Atualmente, o Grupo Educacional Dom Bosco é composto pelo colégio, que atende da educação infantil ao ensino médio, e pela UNDB (Unidade de Ensino Superior Dom Bosco), instituição que forma profissionais em diversas áreas do conhecimento. Maria Izabel acompanhou cada etapa dessa expansão, sempre com olhar atento à qualidade do ensino e à formação integral dos alunos.
A visão da educadora ia além do conteúdo curricular. Ela acreditava que a escola deveria formar cidadãos conscientes, capazes de transformar a realidade à sua volta. Por isso, o Dom Bosco sempre investiu em projetos sociais e culturais ao longo de sua história.
Família também dedicada à educação
A educadora deixa duas filhas que seguiram seus passos no mundo acadêmico: as professoras doutoras Elizabeth Rodrigues, presidente do Conselho de Administração do Grupo Dom Bosco, e Ceres Murad, reitora da UNDB. Ambas dão continuidade ao legado iniciado pela matriarca há quase setenta anos.
O compromisso da família com a educação reflete valores que Maria Izabel Rodrigues cultivou durante toda a vida: dedicação, rigor acadêmico e amor pelo ensino. Sua trajetória inspirou gerações de estudantes e professores no Maranhão, muitos dos quais hoje ocupam posições de destaque em universidades e instituições de ensino por todo o país.
Netos de Maria Izabel também seguiram carreira acadêmica, consolidando uma verdadeira dinastia de educadores. A família se tornou sinônimo de ensino de qualidade em São Luís, com a UNDB formando centenas de profissionais todos os anos.
O pedido que emocionou ex-alunos: “me mande uma flor”

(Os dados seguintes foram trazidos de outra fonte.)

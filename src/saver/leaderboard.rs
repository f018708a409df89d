/*
leaderboard.rs

Copyright 2025 Hervé Quatremain

This file is part of Escaperoom.

Escaperoom is free software: you can redistribute it and/or modify it under the
terms of the GNU General Public License as published by the Free Software
Foundation, either version 3 of the License, or (at your option) any later
version.

Escaperoom is distributed in the hope that it will be useful, but WITHOUT ANY
WARRANTY; without even the implied warranty of MERCHANTABILITY or FITNESS FOR
A PARTICULAR PURPOSE. See the GNU General Public License for more details.

You should have received a copy of the GNU General Public License along with
Escaperoom. If not, see <https://www.gnu.org/licenses/>.

SPDX-License-Identifier: GPL-3.0-or-later
*/

//! Save and restore the leaderboard of a puzzle.
//!
//! The file is plain text, one file per puzzle:
//!
//! ```text
//! Best Times:
//! 1. ANN, 12.50s
//! 2. BOB, 20.00s
//! -------------------------
//! Best Moves:
//! 1. BOB, 31 moves
//! ```
//!
//! Each section has at most [`crate::highscores::BOARD_SIZE`] lines.
//! Reading the file is lenient: blank lines, the divider, and lines that cannot be parsed are
//! skipped, and lines before the first header are ignored.
//!
//! Failing to read or write the file does not stop the game: the error is logged and the
//! leaderboard in memory stays valid.

use log::{debug, warn};
use std::fs::File;
use std::io::{self, BufRead, BufReader, BufWriter, ErrorKind, Write};
use std::path::PathBuf;
use std::str;
use std::sync::Mutex;
use thiserror::Error;

use crate::highscores::{Leaderboard, Qualification};
use crate::puzzles::PuzzleKind;

/// Header of the time section.
const TIMES_HEADER: &str = "Best Times:";

/// Header of the moves section.
const MOVES_HEADER: &str = "Best Moves:";

/// Line between the two sections.
const DIVIDER: &str = "-------------------------";

/// Type of errors.
#[derive(Error, Debug)]
pub enum LeaderboardError {
    /// The file cannot be read or written.
    #[error("leaderboard file {path:?}: {source}")]
    Io {
        path: PathBuf,
        #[source]
        source: io::Error,
    },
}

/// Section of the file being read.
#[derive(Debug, Clone, Copy, PartialEq)]
enum Section {
    Times,
    Moves,
}

/// Write the leaderboard in the text format.
pub fn write_leaderboard<W: Write>(board: &Leaderboard, writer: &mut W) -> io::Result<()> {
    writeln!(writer, "{TIMES_HEADER}")?;
    for (i, entry) in board.top_times().iter().enumerate() {
        writeln!(writer, "{}. {}, {:.2}s", i + 1, entry.player_name, entry.time)?;
    }
    writeln!(writer, "{DIVIDER}")?;
    writeln!(writer, "{MOVES_HEADER}")?;
    for (i, entry) in board.top_moves().iter().enumerate() {
        writeln!(writer, "{}. {}, {} moves", i + 1, entry.player_name, entry.moves)?;
    }
    Ok(())
}

/// Read a leaderboard in the text format.
///
/// # Errors
///
/// Only read errors are returned. Lines that cannot be parsed, including lines that are not
/// valid UTF-8, are skipped.
pub fn read_leaderboard<R: BufRead>(mut reader: R) -> io::Result<Leaderboard> {
    let mut board: Leaderboard = Leaderboard::new();
    let mut section: Option<Section> = None;
    let mut buffer: Vec<u8> = Vec::new();

    loop {
        buffer.clear();
        if reader.read_until(b'\n', &mut buffer)? == 0 {
            break;
        }
        let trimmed: &str = match str::from_utf8(&buffer) {
            Ok(line) => line.trim(),
            Err(error) => {
                debug!("Skipping leaderboard line: {error}");
                continue;
            }
        };

        if trimmed.starts_with(TIMES_HEADER) {
            section = Some(Section::Times);
        } else if trimmed.starts_with(MOVES_HEADER) {
            section = Some(Section::Moves);
        } else if trimmed.is_empty() || trimmed == DIVIDER {
            continue;
        } else if let Some(s) = section {
            parse_entry(trimmed, s, &mut board);
        }
    }
    Ok(board)
}

/// Parse a `<rank>. <name>, <value>` line and add it to the board.
fn parse_entry(line: &str, section: Section, board: &mut Leaderboard) {
    // Remove the rank
    let data: &str = match line.find(". ") {
        Some(i) => line[i + 2..].trim(),
        None => line,
    };
    let parts: Vec<&str> = data
        .trim_matches(|c| c == '(' || c == ')')
        .split(',')
        .collect();
    if parts.len() != 2 {
        debug!("Skipping leaderboard line {line:?}");
        return;
    }
    let player_name: &str = parts[0].trim();
    let value: &str = parts[1].trim();

    match section {
        Section::Times => match value.trim_end_matches('s').trim().parse::<f64>() {
            Ok(time) if time.is_finite() => {
                board.add_time_entry(player_name, time);
            }
            _ => debug!("Skipping leaderboard time {line:?}"),
        },
        Section::Moves => match value.trim_end_matches("moves").trim().parse::<i64>() {
            Ok(moves) => {
                board.add_moves_entry(player_name, moves);
            }
            Err(_) => debug!("Skipping leaderboard moves {line:?}"),
        },
    }
}

/// Leaderboard of a puzzle and the file where it is saved.
pub struct LeaderboardStore {
    /// Absolute path to the save file.
    save_file: PathBuf,

    /// Rankings in memory.
    board: Leaderboard,

    /// Held while the file is written.
    file_lock: Mutex<()>,
}

impl LeaderboardStore {
    /// Create a [`LeaderboardStore`] object for the given puzzle.
    ///
    /// The provided [`PathBuf`] is the path to the directory where the leaderboard files are
    /// saved. The rankings are empty until [`LeaderboardStore::load`] is called.
    pub fn new(mut data_dir: PathBuf, kind: PuzzleKind) -> Self {
        data_dir.push(kind.leaderboard_file());
        debug!("{kind} leaderboard file: {data_dir:?}");
        Self::with_file(data_dir)
    }

    /// Create a [`LeaderboardStore`] object that uses the given file.
    pub fn with_file(save_file: PathBuf) -> Self {
        Self {
            save_file,
            board: Leaderboard::new(),
            file_lock: Mutex::new(()),
        }
    }

    /// Replace the rankings with the content of the file.
    ///
    /// Return false when the file does not exist, in which case the rankings are not changed.
    ///
    /// # Errors
    ///
    /// The method returns an error if the file exists but cannot be read. The rankings are not
    /// changed.
    pub fn try_load(&mut self) -> Result<bool, LeaderboardError> {
        let file: File = match File::open(&self.save_file) {
            Ok(f) => f,
            Err(error) => match error.kind() {
                ErrorKind::NotFound => return Ok(false),
                _ => return Err(self.io_error(error)),
            },
        };
        let board: Leaderboard =
            read_leaderboard(BufReader::new(file)).map_err(|e| self.io_error(e))?;
        self.board = board;
        Ok(true)
    }

    /// Same as [`LeaderboardStore::try_load`], but errors are logged and ignored.
    pub fn load(&mut self) {
        match self.try_load() {
            Ok(true) => debug!("Leaderboard loaded from {:?}", self.save_file),
            Ok(false) => debug!("No leaderboard file {:?}", self.save_file),
            Err(error) => warn!("Cannot load the leaderboard: {error}"),
        }
    }

    /// Write the rankings to the file, replacing its content.
    ///
    /// # Errors
    ///
    /// The method returns an error if the file cannot be written.
    pub fn try_save(&self) -> Result<(), LeaderboardError> {
        let _guard = self.file_lock.lock().unwrap_or_else(|e| e.into_inner());

        let file: File = File::create(&self.save_file).map_err(|e| self.io_error(e))?;
        let mut writer: BufWriter<File> = BufWriter::new(file);
        write_leaderboard(&self.board, &mut writer).map_err(|e| self.io_error(e))?;
        writer.flush().map_err(|e| self.io_error(e))?;
        Ok(())
    }

    /// Same as [`LeaderboardStore::try_save`], but errors are logged and ignored.
    pub fn save(&self) {
        match self.try_save() {
            Ok(()) => debug!("Leaderboard saved to {:?}", self.save_file),
            Err(error) => warn!("Cannot save the leaderboard: {error}"),
        }
    }

    fn io_error(&self, source: io::Error) -> LeaderboardError {
        LeaderboardError::Io {
            path: self.save_file.clone(),
            source,
        }
    }

    /// Rankings in memory.
    pub fn board(&self) -> &Leaderboard {
        &self.board
    }

    #[cfg(test)]
    pub fn add_time_entry(&mut self, player_name: &str, time: f64) -> Option<usize> {
        self.board.add_time_entry(player_name, time)
    }

    #[cfg(test)]
    pub fn add_moves_entry(&mut self, player_name: &str, moves: i64) -> Option<usize> {
        self.board.add_moves_entry(player_name, moves)
    }

    /// See [`Leaderboard::qualify`].
    pub fn qualify(&self, time: f64, moves: i64) -> Option<Qualification> {
        self.board.qualify(time, moves)
    }

    /// Record a result, then save and reload the file.
    pub fn record(&mut self, player_name: &str, time: f64, moves: i64, qualification: Qualification) {
        self.board.record(player_name, time, moves, qualification);
        self.save();
        self.load();
    }
}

Em março de 2020, Maria Izabel escreveu um texto intitulado “A Flor”, publicado no livro de memórias “Tenho pra mim”. Nele, fez um pedido simples e tocante aos antigos alunos: “Quando eu morrer, me mande uma flor”. A frase emocionou ex-estudantes e colegas, que agora prestam homenagens nas redes sociais com fotos e relatos emocionados.
A comoção entre a comunidade do Dom Bosco e da UNDB mostra o tamanho do carinho que a educadora conquistou ao longo de décadas de trabalho. Muitos ex-alunos compartilham histórias de como Maria Izabel Rodrigues impactou suas vidas dentro e fora da sala de aula. Alguns chegam a dizer que ela foi mais que uma professora, foi uma segunda mãe para gerações de estudantes.
Velório e homenagens
O velório de Maria Izabel Rodrigues será realizado nesta quinta-feira (27), das 17h às 23h, no campus Renascença da UNDB, em São Luís. A causa da morte não foi divulgada pela família, que pediu respeito ao momento de luto.
A escolha do local não poderia ser mais simbólica: o campus da universidade que ela ajudou a construir será o palco da despedida, cercada por alunos, ex-alunos, professores e admiradores de sua trajetória. A UNDB suspendeu as atividades acadêmicas do turno da tarde como forma de luto e respeito à memória da fundadora.
Diversas autoridades do setor educacional maranhense confirmaram presença no velório. Representantes do Conselho Estadual de Educação e da Secretaria de Estado da Educação devem prestar homenagens à educadora ainda nesta quinta-feira.
Legado que ultrapassa gerações
O trabalho de Maria Izabel Rodrigues vai além dos muros das instituições que fundou. Ela ajudou a moldar a educação particular de São Luís, formando crianças, jovens e adultos que hoje ocupam posições de destaque em diferentes áreas. Seu nome é lembrado com respeito por quem passou pelos corredores do Dom Bosco.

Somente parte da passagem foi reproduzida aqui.